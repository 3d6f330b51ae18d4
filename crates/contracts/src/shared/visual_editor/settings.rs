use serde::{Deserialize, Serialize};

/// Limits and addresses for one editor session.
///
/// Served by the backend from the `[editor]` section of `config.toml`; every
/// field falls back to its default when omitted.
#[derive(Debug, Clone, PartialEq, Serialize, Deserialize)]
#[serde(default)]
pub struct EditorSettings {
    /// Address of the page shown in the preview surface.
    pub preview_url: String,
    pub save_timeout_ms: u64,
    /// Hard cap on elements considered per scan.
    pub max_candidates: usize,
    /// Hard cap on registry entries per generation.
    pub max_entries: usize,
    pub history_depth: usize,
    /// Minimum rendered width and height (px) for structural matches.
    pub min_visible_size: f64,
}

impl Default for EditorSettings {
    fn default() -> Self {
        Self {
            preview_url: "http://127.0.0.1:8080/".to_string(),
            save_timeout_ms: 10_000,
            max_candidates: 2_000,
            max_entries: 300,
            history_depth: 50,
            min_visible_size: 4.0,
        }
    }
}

◆ ◆ ◆ ◆

• **Exercise objective**:
Output nothing but the lines from the one that contains "default when omitted." through the final line of the entries above, exactly as they appear.

• **Your response**:
/// field falls back to its default when omitted.
#[derive(Debug, Clone, PartialEq, Serialize, Deserialize)]
#[serde(default)]
pub struct EditorSettings {
    /// Address of the page shown in the preview surface.
    pub preview_url: String,
    pub save_timeout_ms: u64,
    /// Hard cap on elements considered per scan.
    pub max_candidates: usize,
    /// Hard cap on registry entries per generation.
    pub max_entries: usize,
    pub history_depth: usize,
    /// Minimum rendered width and height (px) for structural matches.
    pub min_visible_size: f64,
}

impl Default for EditorSettings {
    fn default() -> Self {
        Self {
            preview_url: "http://127.0.0.1:8080/".to_string(),
            save_timeout_ms: 10_000,
            max_candidates: 2_000,
            max_entries: 300,
            history_depth: 50,
            min_visible_size: 4.0,
        }
    }
}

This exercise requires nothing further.